● **RECORDS PROVIDED**

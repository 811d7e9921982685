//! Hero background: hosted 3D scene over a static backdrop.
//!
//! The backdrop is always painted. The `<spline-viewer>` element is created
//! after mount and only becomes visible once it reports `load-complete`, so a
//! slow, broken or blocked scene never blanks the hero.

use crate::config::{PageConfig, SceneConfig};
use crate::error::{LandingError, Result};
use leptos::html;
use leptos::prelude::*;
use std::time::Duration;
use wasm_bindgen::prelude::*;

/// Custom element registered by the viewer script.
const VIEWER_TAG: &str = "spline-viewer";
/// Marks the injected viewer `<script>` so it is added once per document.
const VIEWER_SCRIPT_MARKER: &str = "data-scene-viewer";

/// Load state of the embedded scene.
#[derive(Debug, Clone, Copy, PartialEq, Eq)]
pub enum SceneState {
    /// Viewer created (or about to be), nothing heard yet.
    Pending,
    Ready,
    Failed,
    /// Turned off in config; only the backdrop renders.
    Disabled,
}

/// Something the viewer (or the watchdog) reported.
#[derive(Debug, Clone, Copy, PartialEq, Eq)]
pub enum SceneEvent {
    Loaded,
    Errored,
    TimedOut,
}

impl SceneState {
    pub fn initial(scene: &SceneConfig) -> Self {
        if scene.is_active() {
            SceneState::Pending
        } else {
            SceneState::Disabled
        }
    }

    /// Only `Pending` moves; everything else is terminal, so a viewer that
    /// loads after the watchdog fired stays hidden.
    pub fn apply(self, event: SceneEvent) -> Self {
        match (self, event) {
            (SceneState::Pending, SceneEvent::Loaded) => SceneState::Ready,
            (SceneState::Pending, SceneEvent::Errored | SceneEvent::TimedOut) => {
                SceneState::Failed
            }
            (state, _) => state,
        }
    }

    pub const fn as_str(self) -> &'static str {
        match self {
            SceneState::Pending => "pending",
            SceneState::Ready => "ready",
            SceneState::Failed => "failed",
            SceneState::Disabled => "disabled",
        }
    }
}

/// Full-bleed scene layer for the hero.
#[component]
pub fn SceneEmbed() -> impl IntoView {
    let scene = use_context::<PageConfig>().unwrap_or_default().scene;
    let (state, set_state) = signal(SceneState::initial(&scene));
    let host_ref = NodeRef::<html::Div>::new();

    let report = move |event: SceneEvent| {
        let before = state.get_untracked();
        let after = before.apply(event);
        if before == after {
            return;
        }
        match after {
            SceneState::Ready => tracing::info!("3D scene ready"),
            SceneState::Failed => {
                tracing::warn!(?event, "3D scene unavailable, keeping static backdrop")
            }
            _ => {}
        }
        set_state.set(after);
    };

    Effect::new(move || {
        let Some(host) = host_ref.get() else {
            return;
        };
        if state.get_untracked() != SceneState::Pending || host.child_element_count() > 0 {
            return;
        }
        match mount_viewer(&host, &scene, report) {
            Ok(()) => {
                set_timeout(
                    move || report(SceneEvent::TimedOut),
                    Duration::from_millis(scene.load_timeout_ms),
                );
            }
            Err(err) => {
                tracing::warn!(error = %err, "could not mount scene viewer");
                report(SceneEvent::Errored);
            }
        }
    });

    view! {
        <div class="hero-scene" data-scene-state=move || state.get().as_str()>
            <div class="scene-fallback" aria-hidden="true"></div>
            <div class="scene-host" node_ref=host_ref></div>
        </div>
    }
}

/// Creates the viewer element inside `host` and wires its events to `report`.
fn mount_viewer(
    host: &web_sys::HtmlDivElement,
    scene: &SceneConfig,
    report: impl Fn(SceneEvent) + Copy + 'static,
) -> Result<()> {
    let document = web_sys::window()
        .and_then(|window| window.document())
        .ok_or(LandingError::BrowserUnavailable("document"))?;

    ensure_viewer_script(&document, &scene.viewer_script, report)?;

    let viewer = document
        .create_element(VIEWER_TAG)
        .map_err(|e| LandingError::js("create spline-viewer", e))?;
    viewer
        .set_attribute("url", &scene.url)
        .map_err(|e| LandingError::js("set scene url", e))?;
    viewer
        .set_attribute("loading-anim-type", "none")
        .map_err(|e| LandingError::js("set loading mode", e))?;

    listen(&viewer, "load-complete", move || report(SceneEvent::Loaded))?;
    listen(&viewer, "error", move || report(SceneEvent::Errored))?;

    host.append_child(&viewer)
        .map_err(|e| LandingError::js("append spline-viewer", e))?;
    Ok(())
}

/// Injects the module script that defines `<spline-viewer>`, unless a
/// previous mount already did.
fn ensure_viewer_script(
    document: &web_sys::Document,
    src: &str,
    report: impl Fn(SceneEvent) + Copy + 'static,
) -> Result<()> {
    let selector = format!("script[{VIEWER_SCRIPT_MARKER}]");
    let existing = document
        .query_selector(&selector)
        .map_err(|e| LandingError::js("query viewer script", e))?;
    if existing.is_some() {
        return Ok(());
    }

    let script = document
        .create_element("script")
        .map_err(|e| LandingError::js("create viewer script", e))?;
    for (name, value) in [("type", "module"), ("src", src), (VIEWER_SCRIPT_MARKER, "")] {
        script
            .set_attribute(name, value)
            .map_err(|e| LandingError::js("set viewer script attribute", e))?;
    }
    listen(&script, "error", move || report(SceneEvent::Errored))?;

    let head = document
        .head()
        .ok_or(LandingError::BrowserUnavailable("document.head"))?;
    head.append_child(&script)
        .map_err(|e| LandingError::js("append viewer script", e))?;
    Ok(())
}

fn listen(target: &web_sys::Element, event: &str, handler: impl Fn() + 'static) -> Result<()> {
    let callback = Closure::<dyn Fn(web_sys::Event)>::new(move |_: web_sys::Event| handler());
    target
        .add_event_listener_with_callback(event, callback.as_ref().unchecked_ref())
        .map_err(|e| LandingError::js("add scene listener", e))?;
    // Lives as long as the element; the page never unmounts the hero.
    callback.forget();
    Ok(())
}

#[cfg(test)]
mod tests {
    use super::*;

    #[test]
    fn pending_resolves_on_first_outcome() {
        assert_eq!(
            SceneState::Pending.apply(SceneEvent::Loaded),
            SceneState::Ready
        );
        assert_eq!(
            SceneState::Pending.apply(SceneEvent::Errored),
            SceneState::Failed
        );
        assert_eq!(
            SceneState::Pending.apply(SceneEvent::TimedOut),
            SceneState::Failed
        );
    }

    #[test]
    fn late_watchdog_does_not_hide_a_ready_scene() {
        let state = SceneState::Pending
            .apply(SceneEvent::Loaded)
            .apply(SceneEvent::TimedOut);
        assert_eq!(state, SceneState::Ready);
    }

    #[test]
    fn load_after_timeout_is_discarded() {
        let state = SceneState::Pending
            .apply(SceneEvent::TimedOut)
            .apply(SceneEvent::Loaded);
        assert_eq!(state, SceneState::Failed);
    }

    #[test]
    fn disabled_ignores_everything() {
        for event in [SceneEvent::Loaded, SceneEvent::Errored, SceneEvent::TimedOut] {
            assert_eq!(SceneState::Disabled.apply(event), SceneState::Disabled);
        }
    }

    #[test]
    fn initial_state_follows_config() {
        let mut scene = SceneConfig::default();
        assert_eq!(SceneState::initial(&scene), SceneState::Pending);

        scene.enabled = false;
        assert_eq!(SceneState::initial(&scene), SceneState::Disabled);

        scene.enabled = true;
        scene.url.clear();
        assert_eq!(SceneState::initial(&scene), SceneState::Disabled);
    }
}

● **WHAT TO DO**
Copy each entry exactly. Omit none.

● **EXERCISE OUTPUT**
repository 811d7e9921982685
//! Hero background: hosted 3D scene over a static backdrop.
//!
//! The backdrop is always painted. The `<spline-viewer>` element is created
//! after mount and only becomes visible once it reports `load-complete`, so a
//! slow, broken or blocked scene never blanks the hero.

use crate::config::{PageConfig, SceneConfig};
use crate::error::{LandingError, Result};
use leptos::html;
use leptos::prelude::*;
use std::time::Duration;
use wasm_bindgen::prelude::*;

/// Custom element registered by the viewer script.
const VIEWER_TAG: &str = "spline-viewer";
/// Marks the injected viewer `<script>` so it is added once per document.
const VIEWER_SCRIPT_MARKER: &str = "data-scene-viewer";

/// Load state of the embedded scene.
#[derive(Debug, Clone, Copy, PartialEq, Eq)]
pub enum SceneState {
    /// Viewer created (or about to be), nothing heard yet.
    Pending,
    Ready,
    Failed,
    /// Turned off in config; only the backdrop renders.
    Disabled,
}

/// Something the viewer (or the watchdog) reported.
#[derive(Debug, Clone, Copy, PartialEq, Eq)]
pub enum SceneEvent {
    Loaded,
    Errored,
    TimedOut,
}

impl SceneState {
    pub fn initial(scene: &SceneConfig) -> Self {
        if scene.is_active() {
            SceneState::Pending
        } else {
            SceneState::Disabled
        }
    }

    /// Only `Pending` moves; everything else is terminal, so a viewer that
    /// loads after the watchdog fired stays hidden.
    pub fn apply(self, event: SceneEvent) -> Self {
        match (self, event) {
            (SceneState::Pending, SceneEvent::Loaded) => SceneState::Ready,
            (SceneState::Pending, SceneEvent::Errored | SceneEvent::TimedOut) => {
                SceneState::Failed
            }
            (state, _) => state,
        }
    }

    pub const fn as_str(self) -> &'static str {
        match self {
            SceneState::Pending => "pending",
            SceneState::Ready => "ready",
            SceneState::Failed => "failed",
            SceneState::Disabled => "disabled",
        }
    }
}

/// Full-bleed scene layer for the hero.
#[component]
pub fn SceneEmbed() -> impl IntoView {
    let scene = use_context::<PageConfig>().unwrap_or_default().scene;
    let (state, set_state) = signal(SceneState::initial(&scene));
    let host_ref = NodeRef::<html::Div>::new();

    let report = move |event: SceneEvent| {
        let before = state.get_untracked();
        let after = before.apply(event);
        if before == after {
            return;
        }
        match after {
            SceneState::Ready => tracing::info!("3D scene ready"),
            SceneState::Failed => {
                tracing::warn!(?event, "3D scene unavailable, keeping static backdrop")
            }
            _ => {}
        }
        set_state.set(after);
    };

    Effect::new(move || {
        let Some(host) = host_ref.get() else {
            return;
        };
        if state.get_untracked() != SceneState::Pending || host.child_element_count() > 0 {
            return;
        }
        match mount_viewer(&host, &scene, report) {
            Ok(()) => {
                set_timeout(
                    move || report(SceneEvent::TimedOut),
                    Duration::from_millis(scene.load_timeout_ms),
                );
            }
            Err(err) => {
                tracing::warn!(error = %err, "could not mount scene viewer");
                report(SceneEvent::Errored);
            }
        }
    });

    view! {
        <div class="hero-scene" data-scene-state=move || state.get().as_str()>
            <div class="scene-fallback" aria-hidden="true"></div>
            <div class="scene-host" node_ref=host_ref></div>
        </div>
    }
}

/// Creates the viewer element inside `host` and wires its events to `report`.
fn mount_viewer(
    host: &web_sys::HtmlDivElement,
    scene: &SceneConfig,
    report: impl Fn(SceneEvent) + Copy + 'static,
) -> Result<()> {
    let document = web_sys::window()
        .and_then(|window| window.document())
        .ok_or(LandingError::BrowserUnavailable("document"))?;

    ensure_viewer_script(&document, &scene.viewer_script, report)?;

    let viewer = document
        .create_element(VIEWER_TAG)
        .map_err(|e| LandingError::js("create spline-viewer", e))?;
    viewer
        .set_attribute("url", &scene.url)
        .map_err(|e| LandingError::js("set scene url", e))?;
    viewer
        .set_attribute("loading-anim-type", "none")
        .map_err(|e| LandingError::js("set loading mode", e))?;

    listen(&viewer, "load-complete", move || report(SceneEvent::Loaded))?;
    listen(&viewer, "error", move || report(SceneEvent::Errored))?;

    host.append_child(&viewer)
        .map_err(|e| LandingError::js("append spline-viewer", e))?;
    Ok(())
}

/// Injects the module script that defines `<spline-viewer>`, unless a
/// previous mount already did.
fn ensure_viewer_script(
    document: &web_sys::Document,
    src: &str,
    report: impl Fn(SceneEvent) + Copy + 'static,
) -> Result<()> {
    let selector = format!("script[{VIEWER_SCRIPT_MARKER}]");
    let existing = document
        .query_selector(&selector)
        .map_err(|e| LandingError::js("query viewer script", e))?;
    if existing.is_some() {
        return Ok(());
    }

    let script = document
        .create_element("script")
        .map_err(|e| LandingError::js("create viewer script", e))?;
    for (name, value) in [("type", "module"), ("src", src), (VIEWER_SCRIPT_MARKER, "")] {
        script
            .set_attribute(name, value)
            .map_err(|e| LandingError::js("set viewer script attribute", e))?;
    }
    listen(&script, "error", move || report(SceneEvent::Errored))?;

    let head = document
        .head()
        .ok_or(LandingError::BrowserUnavailable("document.head"))?;
    head.append_child(&script)
        .map_err(|e| LandingError::js("append viewer script", e))?;
    Ok(())
}

fn listen(target: &web_sys::Element, event: &str, handler: impl Fn() + 'static) -> Result<()> {
    let callback = Closure::<dyn Fn(web_sys::Event)>::new(move |_: web_sys::Event| handler());
    target
        .add_event_listener_with_callback(event, callback.as_ref().unchecked_ref())
        .map_err(|e| LandingError::js("add scene listener", e))?;
    // Lives as long as the element; the page never unmounts the hero.
    callback.forget();
    Ok(())
}

#[cfg(test)]
mod tests {
    use super::*;

    #[test]
    fn pending_resolves_on_first_outcome() {
        assert_eq!(
            SceneState::Pending.apply(SceneEvent::Loaded),
            SceneState::Ready
        );
        assert_eq!(
            SceneState::Pending.apply(SceneEvent::Errored),
            SceneState::Failed
        );
        assert_eq!(
            SceneState::Pending.apply(SceneEvent::TimedOut),
            SceneState::Failed
        );
    }

    #[test]
    fn late_watchdog_does_not_hide_a_ready_scene() {
        let state = SceneState::Pending
            .apply(SceneEvent::Loaded)
            .apply(SceneEvent::TimedOut);
        assert_eq!(state, SceneState::Ready);
    }

    #[test]
    fn load_after_timeout_is_discarded() {
        let state = SceneState::Pending
            .apply(SceneEvent::TimedOut)
            .apply(SceneEvent::Loaded);
        assert_eq!(state, SceneState::Failed);
    }

    #[test]
    fn disabled_ignores_everything() {
        for event in [SceneEvent::Loaded, SceneEvent::Errored, SceneEvent::TimedOut] {
            assert_eq!(SceneState::Disabled.apply(event), SceneState::Disabled);
        }
    }

    #[test]
    fn initial_state_follows_config() {
        let mut scene = SceneConfig::default();
        assert_eq!(SceneState::initial(&scene), SceneState::Pending);

        scene.enabled = false;
        assert_eq!(SceneState::initial(&scene), SceneState::Disabled);

        scene.enabled = true;
        scene.url.clear();
        assert_eq!(SceneState::initial(&scene), SceneState::Disabled);
    }
}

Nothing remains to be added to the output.